Ours go offsite, either with me or the network manager. As long as the tapes are encrypted, we don't see any issues with it.
Last edited by DrCheese; 4th February 2010 at 01:05 PM.
We have been told at our last two audits that backup tapes should not be taken offsite but placed in a fireproof safe onsite.
They did suggest if we really wanted them offsite then maybe partnering up with another local school and swapping tapes with them to be kept in each others fireproof safes.
Last edited by cookie_monster; 4th February 2010 at 01:37 PM.
Pretty much. It's honestly not that big a deal.Anyone whinging about it is more of a mug for making such a big deal about an issue which has been part of an IT managers life for decades.
If you can't encrypt or look after a simple tape, you really shouldn't be in any position of management.
Are there any remote backup solutions? I was planning to buy Sonic Wall when the new budget comes in.
If you are happy with the way you do things then good for you, but don't expect other people to follow your lead.
How about storing them at a local bank in a safe deposit box on the schools dime. Then at the very least you are only responsible for the transport to and from and the bank has probably already made sure that they can survive fire/flood/etc. I suppose this will not work if you are talking more then half a dozen or so Tapes.
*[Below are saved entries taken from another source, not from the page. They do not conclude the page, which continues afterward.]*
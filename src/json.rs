//! JSON Field Converters
//!
//! Per-field serde rules layered on top of the generic snake_case mapping:
//! scope lists travel as a single space-separated JSON string, and lifetimes
//! travel as a plain JSON number of seconds. Response types opt in with
//! `#[serde(with = ...)]` per field; everything else is plain serde.

use std::time::Duration;

use serde::de::Error as _;
use serde::ser::Error as _;
use serde::{Deserialize, Deserializer, Serializer};

use crate::optional::Optional;

/// An optional scope list as a single space-separated JSON string.
pub mod scope_list {
    use super::*;
    use crate::fields::{join_scope, split_scope};

    pub fn serialize<S: Serializer>(
        value: &Optional<Vec<String>>,
        serializer: S,
    ) -> Result<S::Ok, S::Error> {
        let Optional::Present(scope) = value else {
            return Err(S::Error::custom("attempted to serialize an absent scope"));
        };

        if scope.iter().any(|s| s.chars().any(char::is_whitespace)) {
            return Err(S::Error::custom(
                "space-separated values may not contain whitespace",
            ));
        }

        serializer.serialize_str(&join_scope(scope))
    }

    pub fn deserialize<'de, D: Deserializer<'de>>(
        deserializer: D,
    ) -> Result<Optional<Vec<String>>, D::Error> {
        let raw = String::deserialize(deserializer)?;
        Ok(Optional::Present(split_scope(&raw)))
    }
}

/// A mandatory lifetime as a JSON number of seconds. Whole-second values
/// stay integers so captured sample payloads survive byte-level round trips.
pub mod duration_secs {
    use super::*;

    pub fn serialize<S: Serializer>(
        value: &Duration,
        serializer: S,
    ) -> Result<S::Ok, S::Error> {
        let seconds = value.as_secs_f64();
        if seconds.fract() == 0.0 {
            serializer.serialize_u64(seconds as u64)
        } else {
            serializer.serialize_f64(seconds)
        }
    }

    pub fn deserialize<'de, D: Deserializer<'de>>(deserializer: D) -> Result<Duration, D::Error> {
        let seconds = f64::deserialize(deserializer)?;
        Duration::try_from_secs_f64(seconds)
            .map_err(|_| D::Error::custom("lifetime must be a non-negative number of seconds"))
    }
}

/// An optional lifetime as a JSON number of seconds.
pub mod optional_duration_secs {
    use super::*;

    pub fn serialize<S: Serializer>(
        value: &Optional<Duration>,
        serializer: S,
    ) -> Result<S::Ok, S::Error> {
        let Optional::Present(duration) = value else {
            return Err(S::Error::custom("attempted to serialize an absent lifetime"));
        };

        duration_secs::serialize(duration, serializer)
    }

    pub fn deserialize<'de, D: Deserializer<'de>>(
        deserializer: D,
    ) -> Result<Optional<Duration>, D::Error> {
        duration_secs::deserialize(deserializer).map(Optional::Present)
    }
}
I wouldn't even dream of taking ours home even if encrypted, way too much hassle. I won't even go down the road 2 miles to our data centre (other HQ building) and collect them from there and return them to our fireproof safe.
Don't like the idea of transporting the amount of data around we have, rather someone else have that headache.
Ok .. my take on this (and it is a general reply to both sides) is this.
1 - Backups should be encrypted and secure, even if kept on site. You may want to vary this if you do disk to disk to disk with using storage arrays in different buildings but this is because you are off-setting the encryption against the higher physical security (ie you make sure people do not have access to the room the remote storage arrays are in, never mind physically touching the devices themselves).
2 - As important as what you do is the policy behind it. You must have one ... it should be part of a disaster recovery plan ... or business continuity plan ... whichever angle your school has taken on it. You can pick up half decent back up strategies from a few places such as TechRepublic, Network Security Journal, BCS and not to mention the various whitepapers that come out from CA and others.
3 - If you are asked to do something reasonable by your employer then you need to have other options to suggest instead. Simply going on about "It's not my job" or "I'm not taking that risk" is pointless. You are in a position of responsibility and get paid for it. That responsibility is not about management, it is about your access and control to information and data. You are a SysAdmin. You have access to all and every piece of data (or sizable chunks) and as such you are a key person in a perfect position to pick up this section of control of data. If you want to do risk management on it then good, but it is risk management ... not buck passing. Deal with it professionally and you get dealt with professionally in return.
I've already asked before whether people would find a general backup strategy a good thing and asked folk to contribute ... and got very little response, but so thankful to those who have shared them so far. It has made me wonder how many people actually do have a backup policy / strategy, whether it is written down anywhere, whether it is signed off be senior managlement, whether it fits in with other strategies and policies in the school and whether it is reflected in the contracts for the IT staff.
Gibbo (8th February 2010)
I would be negligent in my duty if I were to ignore the possible flaws in taking data home without investigating alternative solutions or ensuring that individuals were protected.
The suggestion of working with another school is probably the most sensible one.
All you'd need then is a safe at both schools, encrypted media and you can drop them off once a week.
It isn't rocket science really.
No, it's not rocket science & yes NMs and techs should take some responsibility but, a limit has to be drawn on ACCOUNTABILITY
I do it and I'm not particularly happy doing it as I don't have the adequate storage for the policy drawn out. If one day some crackhead decides to steal the pretty yellow cartridge from my flat after sifting through my drawers and thinking because it's hidden it must be important... I want to know that I'm not going to get a savaging for it.
Some RBC's/LEA's offer remote backup solutions that can help cover many of the issues raised in this thread. Here is the solution offered here in Birmingham http://www.services.bgfl.org/myporta...eBackupNew.pdf
Last edited by eduabncs; 8th February 2010 at 01:05 PM.